I’d like to see the company do something useful with its cash pile – a decent acquisition perhaps, or a special dividend or share buyback?
The elephant in the room too, is the lack of liquidity in the shares. If you want to buy a decent-sized stake in this company, it could take months to accumulate. Then if you decide you want or need to sell, you might find that there are no buyers (especially if something goes wrong).
The A shares look good value to me, but you have be prepared to accept that you have no voting rights. In this case, I would probably accept that – since Directors pay themselves very reasonable salaries (albeit boosted with nice bonuses), and I can’t see any evidence that minority shareholders are being disadvantaged in any way.
Overall then, I quite like it, but it’s probably too illiquid for me to want to get involved. I’ve added it to my watchlist, and would be inclined to buy on any unusual spikes down. It looks a good quality company in my view.
Also, the weird ownership structure might put off some people, which could be helpful in term of giving it a lower valuation than might otherwise be the case. Although it could also mean some people buy in error, thinking that the valuation is a lot lower than it is (i.e. if they don’t noticed the A shares).
Others I briefly looked at:
Carr’s (LON:CARR) – results for year-ended 3 Sep 2016 look reasonable to me. The key point to note is that the group has disposed of its food division. So the highlights are for continuing operations only. Also note that the disposal has helped the cash position, with a net cash position of £8.1m at year-end being much better than the £24.4m net debt reported a year earlier.

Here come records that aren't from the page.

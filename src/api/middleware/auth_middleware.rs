use std::sync::Arc;

use axum::{
    extract::{Request, State},
    http::HeaderMap,
    middleware::Next,
    response::Response,
};
use uuid::Uuid;

use crate::api::error::ApiError;
use crate::infrastructure::app_state::AppState;

/// Header carrying the internal service token
pub const SERVICE_TOKEN_HEADER: &str = "X-Service-Token";

/// Authenticated player, inserted into request extensions by `auth_middleware`
#[derive(Debug, Clone, Copy)]
pub struct AuthAccount(pub Uuid);

fn bearer_token(headers: &HeaderMap) -> Option<&str> {
    headers
        .get("Authorization")
        .and_then(|h| h.to_str().ok())
        .and_then(|h| h.strip_prefix("Bearer "))
}

/// Require a valid player JWT
pub async fn auth_middleware(
    State(state): State<Arc<AppState>>,
    mut request: Request,
    next: Next,
) -> Result<Response, ApiError> {
    let token = bearer_token(request.headers())
        .ok_or_else(|| ApiError::unauthorized("Missing bearer token"))?;

    let account_id = state.jwt_service.verify(token).map_err(|e| {
        tracing::debug!("Rejected player token: {}", e);
        ApiError::unauthorized("Invalid or expired token")
    })?;

    request.extensions_mut().insert(AuthAccount(account_id));

    Ok(next.run(request).await)
}

/// Require the shared service token (`X-Service-Token` or bearer)
pub async fn service_auth_middleware(
    State(state): State<Arc<AppState>>,
    request: Request,
    next: Next,
) -> Result<Response, ApiError> {
    let headers = request.headers();
    let token = headers
        .get(SERVICE_TOKEN_HEADER)
        .and_then(|h| h.to_str().ok())
        .or_else(|| bearer_token(headers))
        .ok_or_else(|| ApiError::unauthorized("Missing service token"))?;

    if !state.service_tokens.validate(token) {
        tracing::warn!("Rejected internal request with invalid service token");
        return Err(ApiError::unauthorized("Invalid service token"));
    }

    Ok(next.run(request).await)
}
use std::sync::Arc;

use uuid::Uuid;

use crate::domain::entities::Party;
use crate::domain::repositories::{PartyRepository, RepositoryError};

/// Get my party input
pub struct GetMyPartyInput {
    pub account_id: Uuid,
}

/// Get my party use case
pub struct GetMyParty<P: PartyRepository> {
    party_repo: Arc<P>,
}

impl<P: PartyRepository> GetMyParty<P> {
    pub fn new(party_repo: Arc<P>) -> Self {
        Self { party_repo }
    }

    pub async fn execute(&self, input: GetMyPartyInput) -> Result<Party, GetMyPartyError> {
        let membership = self
            .party_repo
            .find_membership(input.account_id)
            .await?
            .ok_or(GetMyPartyError::NotInParty)?;

        let party = self
            .party_repo
            .find_with_members(membership.party_id)
            .await?
            .ok_or_else(|| RepositoryError::NotFound(format!("party {}", membership.party_id)))?;

        Ok(party)
    }
}

#[derive(Debug, thiserror::Error)]
pub enum GetMyPartyError {
    #[error("Not in a party")]
    NotInParty,
    #[error("Repository error: {0}")]
    Repository(#[from] RepositoryError),
}
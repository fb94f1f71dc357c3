pub mod entities;
pub mod repositories;
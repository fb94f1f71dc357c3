use jsonwebtoken::{decode, encode, DecodingKey, EncodingKey, Header, Validation};
use serde::{Deserialize, Serialize};
use uuid::Uuid;

/// JWT claims issued by the account service
#[derive(Debug, Clone, Serialize, Deserialize)]
pub struct Claims {
    /// Account ID
    pub sub: String,
    pub exp: usize,
    pub iat: usize,
}

impl Claims {
    pub fn account_id(&self) -> Result<Uuid, JwtError> {
        Uuid::parse_str(&self.sub).map_err(|_| JwtError::InvalidSubject)
    }
}

/// JWT service for token verification
pub struct JwtService {
    encoding_key: EncodingKey,
    decoding_key: DecodingKey,
    expires_in_seconds: usize,
}

impl JwtService {
    pub fn new(secret: &str) -> Self {
        Self {
            encoding_key: EncodingKey::from_secret(secret.as_bytes()),
            decoding_key: DecodingKey::from_secret(secret.as_bytes()),
            expires_in_seconds: 24 * 60 * 60, // 1 day
        }
    }

    /// Sign a token for an account
    pub fn sign(&self, account_id: Uuid) -> Result<String, JwtError> {
        let now = chrono::Utc::now().timestamp() as usize;
        let claims = Claims {
            sub: account_id.to_string(),
            exp: now + self.expires_in_seconds,
            iat: now,
        };

        encode(&Header::default(), &claims, &self.encoding_key)
            .map_err(|e| JwtError::Sign(e.to_string()))
    }

    /// Verify a token and return the account it was issued for
    pub fn verify(&self, token: &str) -> Result<Uuid, JwtError> {
        let validation = Validation::default();
        let claims = decode::<Claims>(token, &self.decoding_key, &validation)
            .map(|data| data.claims)
            .map_err(|e| match e.kind() {
                jsonwebtoken::errors::ErrorKind::ExpiredSignature => JwtError::Expired,
                jsonwebtoken::errors::ErrorKind::InvalidToken => JwtError::Invalid,
                _ => JwtError::Verify(e.to_string()),
            })?;

        claims.account_id()
    }
}

/// JWT error types
#[derive(Debug, thiserror::Error)]
pub enum JwtError {
    #[error("Failed to sign token: {0}")]
    Sign(String),
    #[error("Token has expired")]
    Expired,
    #[error("Invalid token")]
    Invalid,
    #[error("Token subject is not an account ID")]
    InvalidSubject,
    #[error("Failed to verify token: {0}")]
    Verify(String),
}
pub mod api;
pub mod application;
pub mod domain;
pub mod infrastructure;

// Re-export for convenience
pub use crate::infrastructure::app_state::AppState;
pub use crate::infrastructure::config::AppConfig;
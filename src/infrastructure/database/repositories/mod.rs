mod party_repo;

pub use party_repo::SqlitePartyRepository;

However, I’ve just spotted that the 17.54p special divi was paid post year-end, so that was a £16m cash outflow which would have taken the group back into a net debt position of about £8m, which looks modest.
The outlook comments sound cautious, but conclude by saying;
The current financial year has started positively and trading is in line with the Board’s expectations.
My opinion – the numbers all look a bit average. It’s difficult to find anything to get excited about with this company. The shares have done well historically, but seem to have been in a gentle downturn since 2014. I think the markets are more interested in growth companies, which leaves things like this on the sidelines a bit.
Castleton Technology (LON:CTP) – the interim figures announced today look encouraging, until you look at the balance sheet, which looks very weak to me. NAV of £15.4m drops to negative -£18.4m after the £33.8m intangibles are written off.
Working capital seems very weak, with a current ratio of 0.55.
Note the deferred income, and borrowings are both quite high. So it looks like a business that is funded from favourable working capital (i.e. getting cash in from customers before it has to pay cash out), plus debt – that all looks a bit too precarious for my taste. So it’s not for me.
A late finish, but at least this will give you something to get stuck into in the morning, whilst I’m writing Tuesday’s report. Hopefully getting back to normal on timings now.